Duke rebuffed repeated requests from BenitoLink for information about who the tenant will be for the county’s next fulfillment center.
Abraham Prado, who worked in Hollister’s planning department and has since moved to a similar position with the county, told commissioners Jan. 13, 2022 that products such as furniture and appliances will be unloaded at the site. He said the products will then be sorted, stored, picked, assembled and loaded onto line haul trucks headed to other distribution facilities or consumers.
Prado said 200 tractor-trailers (100 incoming and 100 outgoing) are expected to make daily deliveries in a 24-hour period, with half doing so between midnight and 8 a.m. Additionally, as many as 80 box trucks and vans are expected to be used by the distribution center, leaving at 5 a.m. and returning at 2 p.m.
In June 2022, Inman, a real estate agent news organization, announced “Warehouse giant, Amazon landlord Prologis buys Duke Realty for $26B.” By Oct. 3, Prologis had fully acquired Duke Realty and all of its assets, including the Hollister Project Almond project, a spokesperson confirmed.
Since 2000, Prologis has been closely connected to Amazon, according to its website, building strategic distribution space in 19 markets, including the United Kingdom, China, Japan, and the United States.

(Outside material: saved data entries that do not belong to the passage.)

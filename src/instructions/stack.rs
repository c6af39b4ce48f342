//! Stack instructions: PHA, PHP, PLA, PLP.
//!
//! PHP pushes with B and bit 5 set, like BRK. PLP discards the pulled B
//! bit; it is not a real flag.

use crate::cpu::Cpu;
use crate::memory::Memory16;
use crate::opcodes::OpcodeInfo;
use crate::ExecutionError;

pub(crate) fn execute_pha<M: Memory16>(
    cpu: &mut Cpu<'_, M>,
    _info: &OpcodeInfo,
) -> Result<(), ExecutionError> {
    cpu.tick();
    cpu.push(cpu.reg.a)
}

pub(crate) fn execute_php<M: Memory16>(
    cpu: &mut Cpu<'_, M>,
    _info: &OpcodeInfo,
) -> Result<(), ExecutionError> {
    cpu.tick();
    cpu.push(cpu.reg.status_byte() | 0b0011_0000)
}

pub(crate) fn execute_pla<M: Memory16>(
    cpu: &mut Cpu<'_, M>,
    _info: &OpcodeInfo,
) -> Result<(), ExecutionError> {
    cpu.tick();
    cpu.tick();
    let value = cpu.pull()?;
    cpu.reg.a = value;
    cpu.set_nz(value);
    Ok(())
}

pub(crate) fn execute_plp<M: Memory16>(
    cpu: &mut Cpu<'_, M>,
    _info: &OpcodeInfo,
) -> Result<(), ExecutionError> {
    cpu.tick();
    cpu.tick();
    let status = cpu.pull()?;
    cpu.reg.set_status_byte(status);
    Ok(())
}
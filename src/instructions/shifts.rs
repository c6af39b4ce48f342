//! Shift and rotate instructions: ASL, LSR, ROL, ROR.
//!
//! Memory forms are read-modify-write: the hardware reads the operand,
//! spends a cycle writing the unmodified value back, then writes the
//! result. The dummy write is emitted as an internal tick.

use crate::cpu::{Cpu, MemoryAccess};
use crate::memory::Memory16;
use crate::opcodes::OpcodeInfo;
use crate::{AddressMode, ExecutionError};

fn asl<M: Memory16>(cpu: &mut Cpu<'_, M>, value: u8) -> u8 {
    cpu.reg.flag_c = value & 0x80 != 0;
    let result = value << 1;
    cpu.set_nz(result);
    result
}

fn lsr<M: Memory16>(cpu: &mut Cpu<'_, M>, value: u8) -> u8 {
    cpu.reg.flag_c = value & 0x01 != 0;
    let result = value >> 1;
    cpu.set_nz(result);
    result
}

fn rol<M: Memory16>(cpu: &mut Cpu<'_, M>, value: u8) -> u8 {
    let carry_in = u8::from(cpu.reg.flag_c);
    cpu.reg.flag_c = value & 0x80 != 0;
    let result = (value << 1) | carry_in;
    cpu.set_nz(result);
    result
}

fn ror<M: Memory16>(cpu: &mut Cpu<'_, M>, value: u8) -> u8 {
    let carry_in = u8::from(cpu.reg.flag_c) << 7;
    cpu.reg.flag_c = value & 0x01 != 0;
    let result = (value >> 1) | carry_in;
    cpu.set_nz(result);
    result
}

/// Run one shift/rotate in either accumulator or read-modify-write form.
fn shift_operation<M: Memory16>(
    cpu: &mut Cpu<'_, M>,
    info: &OpcodeInfo,
    operation: fn(&mut Cpu<'_, M>, u8) -> u8,
) -> Result<(), ExecutionError> {
    if info.mode == AddressMode::Accumulator {
        cpu.tick();
        let value = cpu.reg.a;
        cpu.reg.a = operation(cpu, value);
        return Ok(());
    }

    let address = cpu.effective_address(info.mode, MemoryAccess::Write)?;
    let value = cpu.load(address)?;
    cpu.tick(); // dummy write-back of the original value
    let result = operation(cpu, value);
    cpu.store(address, result)
}

pub(crate) fn execute_asl<M: Memory16>(
    cpu: &mut Cpu<'_, M>,
    info: &OpcodeInfo,
) -> Result<(), ExecutionError> {
    shift_operation(cpu, info, asl)
}

pub(crate) fn execute_lsr<M: Memory16>(
    cpu: &mut Cpu<'_, M>,
    info: &OpcodeInfo,
) -> Result<(), ExecutionError> {
    shift_operation(cpu, info, lsr)
}

pub(crate) fn execute_rol<M: Memory16>(
    cpu: &mut Cpu<'_, M>,
    info: &OpcodeInfo,
) -> Result<(), ExecutionError> {
    shift_operation(cpu, info, rol)
}

pub(crate) fn execute_ror<M: Memory16>(
    cpu: &mut Cpu<'_, M>,
    info: &OpcodeInfo,
) -> Result<(), ExecutionError> {
    shift_operation(cpu, info, ror)
}
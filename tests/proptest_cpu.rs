//! Property-based tests for CPU invariants.

use emu6502::{Clock, Cpu, Memory16, Mnemonic, Ram, OPCODE_TABLE};
use proptest::prelude::*;

/// Opcodes that never redirect PC, so PC must advance by instruction size.
fn straight_line_opcodes() -> Vec<u8> {
    OPCODE_TABLE
        .iter()
        .filter(|info| {
            !info.mnemonic.is_branch()
                && !matches!(
                    info.mnemonic,
                    Mnemonic::Jmp | Mnemonic::Jsr | Mnemonic::Rts | Mnemonic::Rti | Mnemonic::Brk
                )
        })
        .map(|info| info.opcode)
        .collect()
}

/// Everything except BRK (which ends a run by design).
fn non_halting_opcodes() -> Vec<u8> {
    OPCODE_TABLE
        .iter()
        .filter(|info| info.mnemonic != Mnemonic::Brk)
        .map(|info| info.opcode)
        .collect()
}

proptest! {
    /// PC advances by exactly the table-declared size for straight-line
    /// instructions.
    #[test]
    fn prop_pc_advances_by_instruction_size(
        opcode in prop::sample::select(straight_line_opcodes()),
        operand_lo in any::<u8>(),
        operand_hi in any::<u8>(),
    ) {
        let clock = Clock::new();
        let mut memory = Ram::new(&clock);
        memory.write_bulk(0x8000, &[opcode, operand_lo, operand_hi]).unwrap();
        let mut cpu = Cpu::new(&mut memory, &clock);
        cpu.reg.program_counter = 0x8000;

        cpu.execute_next_instruction().unwrap();

        let size = OPCODE_TABLE
            .iter()
            .find(|info| info.opcode == opcode)
            .unwrap()
            .size;
        prop_assert_eq!(cpu.reg.program_counter, 0x8000 + u16::from(size));
    }

    /// Identical initial state gives identical register files, memory and
    /// cycle counts.
    #[test]
    fn prop_execution_is_deterministic(
        opcode in prop::sample::select(non_halting_opcodes()),
        operand_lo in any::<u8>(),
        operand_hi in any::<u8>(),
        a in any::<u8>(),
        x in any::<u8>(),
        y in any::<u8>(),
    ) {
        let mut outcomes = Vec::new();
        for _ in 0..2 {
            let clock = Clock::new();
            let mut memory = Ram::new(&clock);
            memory.write_bulk(0x8000, &[opcode, operand_lo, operand_hi]).unwrap();
            let mut cpu = Cpu::new(&mut memory, &clock);
            cpu.reg.program_counter = 0x8000;
            cpu.reg.a = a;
            cpu.reg.x = x;
            cpu.reg.y = y;

            let result = cpu.execute_next_instruction();
            prop_assert!(result.is_ok(), "{:?}", result);

            let registers = cpu.reg;
            let cycles = clock.current_cycle();
            drop(cpu);
            let snapshot = memory.read_range(0x0000, 0x0400).unwrap();
            outcomes.push((registers, cycles, snapshot));
        }
        prop_assert_eq!(&outcomes[0], &outcomes[1]);
    }

    /// The cycle count of a straight-line instruction is never below the
    /// table's base cost, and exceeds it by at most the one-cycle page
    /// penalty.
    #[test]
    fn prop_cycles_within_declared_bounds(
        opcode in prop::sample::select(straight_line_opcodes()),
        operand_lo in any::<u8>(),
        operand_hi in any::<u8>(),
        x in any::<u8>(),
        y in any::<u8>(),
    ) {
        let clock = Clock::new();
        let mut memory = Ram::new(&clock);
        memory.write_bulk(0x8000, &[opcode, operand_lo, operand_hi]).unwrap();
        let mut cpu = Cpu::new(&mut memory, &clock);
        cpu.reg.program_counter = 0x8000;
        cpu.reg.x = x;
        cpu.reg.y = y;

        cpu.execute_next_instruction().unwrap();

        let info = OPCODE_TABLE.iter().find(|i| i.opcode == opcode).unwrap();
        let cycles = clock.current_cycle();
        let max = u64::from(info.base_cycles) + u64::from(info.page_cross_penalty);
        prop_assert!(cycles >= u64::from(info.base_cycles), "{} below base", cycles);
        prop_assert!(cycles <= max, "{} above {}", cycles, max);
    }
}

In Feb. 2022, the company opened a 1-million square-foot fulfillment center in Tracy, Calif. This was the second Amazon facility built in the same industrial park.

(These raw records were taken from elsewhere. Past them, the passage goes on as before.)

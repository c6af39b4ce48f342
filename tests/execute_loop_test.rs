//! Run-loop tests: BRK halt semantics, timeouts, and error propagation
//! out of `execute_with_timeout`.

use std::time::Duration;

use emu6502::{Clock, Cpu, ExecutionError, Memory16, Ram};

#[test]
fn test_brk_halts_with_register_file() {
    let clock = Clock::new();
    let mut memory = Ram::new(&clock);
    // LDA #$5A; BRK
    memory.write_bulk(0x2000, &[0xA9, 0x5A, 0x00]).unwrap();
    memory.write_bulk(0xFFFE, &[0x00, 0x30]).unwrap(); // IRQ vector
    let mut cpu = Cpu::new(&mut memory, &clock);
    cpu.reg.program_counter = 0x2000;

    let err = cpu
        .execute_with_timeout(Duration::from_secs(1))
        .unwrap_err();

    match err {
        ExecutionError::Halted { pc, registers } => {
            assert_eq!(pc, 0x2002);
            assert_eq!(registers.a, 0x5A);
            assert!(registers.flag_i, "BRK sets interrupt disable");
            // PC followed the IRQ vector before halting
            assert_eq!(registers.program_counter, 0x3000);
        }
        other => panic!("expected halt, got {other:?}"),
    }
}

#[test]
fn test_brk_pushes_pc_plus_two_and_status() {
    let clock = Clock::new();
    let mut memory = Ram::new(&clock);
    memory.write_bulk(0x2000, &[0x00]).unwrap(); // BRK
    let mut cpu = Cpu::new(&mut memory, &clock);
    cpu.reg.program_counter = 0x2000;
    cpu.reg.stack_pointer = 0xFF;
    cpu.reg.flag_c = true;

    let err = cpu.execute_next_instruction().unwrap_err();
    assert!(matches!(err, ExecutionError::Halted { .. }));
    assert_eq!(cpu.reg.stack_pointer, 0xFC);
    assert_eq!(clock.current_cycle(), 7);

    drop(cpu);
    // Return address 0x2002 (hi, lo) then status with B and bit 5 set
    assert_eq!(memory.read_range(0x01FF, 1).unwrap(), vec![0x20]);
    assert_eq!(memory.read_range(0x01FE, 1).unwrap(), vec![0x02]);
    let status = memory.read_range(0x01FD, 1).unwrap()[0];
    assert_eq!(status & 0b0011_0000, 0b0011_0000);
    assert_eq!(status & 0b0000_0001, 0b0000_0001);
}

#[test]
fn test_timeout_fires_between_instructions() {
    let clock = Clock::new();
    let mut memory = Ram::new(&clock);
    // Tight loop: JMP $2000
    memory.write_bulk(0x2000, &[0x4C, 0x00, 0x20]).unwrap();
    let mut cpu = Cpu::new(&mut memory, &clock);
    cpu.reg.program_counter = 0x2000;

    let err = cpu
        .execute_with_timeout(Duration::from_millis(20))
        .unwrap_err();

    match err {
        ExecutionError::Timeout { cycles } => {
            // Whole instructions only: the cycle count is a multiple of
            // the 3-cycle JMP
            assert!(cycles > 0);
            assert_eq!(cycles % 3, 0);
        }
        other => panic!("expected timeout, got {other:?}"),
    }
    // PC observable at an instruction boundary
    assert_eq!(cpu.reg.program_counter, 0x2000);
}

#[test]
fn test_zero_budget_times_out_immediately() {
    let clock = Clock::new();
    let mut memory = Ram::new(&clock);
    let mut cpu = Cpu::new(&mut memory, &clock);

    let err = cpu.execute_with_timeout(Duration::ZERO).unwrap_err();
    assert_eq!(err, ExecutionError::Timeout { cycles: 0 });
}

#[test]
fn test_illegal_opcode_aborts_run() {
    let clock = Clock::new();
    let mut memory = Ram::new(&clock);
    memory.write_bulk(0x2000, &[0xEA, 0x02]).unwrap(); // NOP; illegal
    let mut cpu = Cpu::new(&mut memory, &clock);
    cpu.reg.program_counter = 0x2000;

    let err = cpu
        .execute_with_timeout(Duration::from_secs(1))
        .unwrap_err();
    assert_eq!(
        err,
        ExecutionError::IllegalOpcode {
            opcode: 0x02,
            pc: 0x2001
        }
    );
}

#[test]
fn test_assembled_program_runs_to_halt() {
    let program = emu6502::compile_str(
        ".org $0600\n\
         start:\n\
         LDX #$05\n\
         LDA #$00\n\
         loop:\n\
         CLC\n\
         ADC #$0A\n\
         DEX\n\
         BNE loop\n\
         STA $0200\n\
         BRK\n",
    )
    .unwrap();

    let clock = Clock::new();
    let mut memory = Ram::new(&clock);
    memory.write_sparse(&program.sparse_binary_code).unwrap();
    let mut cpu = Cpu::new(&mut memory, &clock);
    cpu.reg.program_counter = program.symbol_offset("start").unwrap();

    let err = cpu
        .execute_with_timeout(Duration::from_secs(1))
        .unwrap_err();
    assert!(matches!(err, ExecutionError::Halted { .. }));

    drop(cpu);
    // 5 * 10 accumulated
    assert_eq!(memory.read_range(0x0200, 1).unwrap(), vec![50]);
}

The Prologis spokesperson told BenitoLink that she could not “speculate” on who their client is that will occupy the Hollister facility. When pressed, she would only say, “I cannot speculate or confirm we are coming to Hollister.” She would not, however, after repeated prompts, deny Amazon was the future tenant.
In Hollister, three more companies with long-standing relationships with Amazon were involved in both the completed hub fulfillment center and the Almond project under construction, north of the airport.

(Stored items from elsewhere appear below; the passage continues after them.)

//! Flag manipulation instructions: CLC, CLD, CLI, CLV, SEC, SED, SEI.
//!
//! D and I are touched only here; nothing else in the interpreter sets
//! them implicitly (besides BRK setting I on interrupt entry).

use crate::cpu::Cpu;
use crate::memory::Memory16;
use crate::opcodes::OpcodeInfo;
use crate::ExecutionError;

pub(crate) fn execute_clc<M: Memory16>(
    cpu: &mut Cpu<'_, M>,
    _info: &OpcodeInfo,
) -> Result<(), ExecutionError> {
    cpu.tick();
    cpu.reg.flag_c = false;
    Ok(())
}

pub(crate) fn execute_sec<M: Memory16>(
    cpu: &mut Cpu<'_, M>,
    _info: &OpcodeInfo,
) -> Result<(), ExecutionError> {
    cpu.tick();
    cpu.reg.flag_c = true;
    Ok(())
}

pub(crate) fn execute_cld<M: Memory16>(
    cpu: &mut Cpu<'_, M>,
    _info: &OpcodeInfo,
) -> Result<(), ExecutionError> {
    cpu.tick();
    cpu.reg.flag_d = false;
    Ok(())
}

pub(crate) fn execute_sed<M: Memory16>(
    cpu: &mut Cpu<'_, M>,
    _info: &OpcodeInfo,
) -> Result<(), ExecutionError> {
    cpu.tick();
    cpu.reg.flag_d = true;
    Ok(())
}

pub(crate) fn execute_cli<M: Memory16>(
    cpu: &mut Cpu<'_, M>,
    _info: &OpcodeInfo,
) -> Result<(), ExecutionError> {
    cpu.tick();
    cpu.reg.flag_i = false;
    Ok(())
}

pub(crate) fn execute_sei<M: Memory16>(
    cpu: &mut Cpu<'_, M>,
    _info: &OpcodeInfo,
) -> Result<(), ExecutionError> {
    cpu.tick();
    cpu.reg.flag_i = true;
    Ok(())
}

pub(crate) fn execute_clv<M: Memory16>(
    cpu: &mut Cpu<'_, M>,
    _info: &OpcodeInfo,
) -> Result<(), ExecutionError> {
    cpu.tick();
    cpu.reg.flag_v = false;
    Ok(())
}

Alston Construction built the current hub and their sign is now on the fence leading to the new project. Project Almond is also listed on the company website. Alston did not respond to BenitoLink’s request for comment.
An employee with Don Chapin Company, which has been delivering concrete to the Almond construction site said he was not authorized to reveal the tenant.
Over the last month, there has been activity at the site being conducted by Placerville, California-based Farrell Design-Build Companies Inc. The company website states that it specializes in “ground improvement” and “deep foundation pile solutions”. The company site shows that they drive concrete columns into the ground to improve stability below buildings.
Farrell Design-Build is installing 8,922 concrete columns to depths of 51.5 feet at the Hollister site, according to its Facebook page. Hollister Planning Commission member, David Huboi, told BenitoLink that potential soil liquefaction is the most logical explanation for the work being done. He explained that land north of the Hollister Airport is either already unstable or it may be susceptible to liquefaction, meaning the ground can liquify should there be an earthquake of as little as 4.5 magnitude.
The company did not respond to BenitoLink’s request for comments. BenitoLink also reached out to other possible tenants, based on the business description of the company that is expected to eventually inhabit the building, including IKEA and American Freight. An IKEA spokesperson said it is not involved. American Freight did not respond.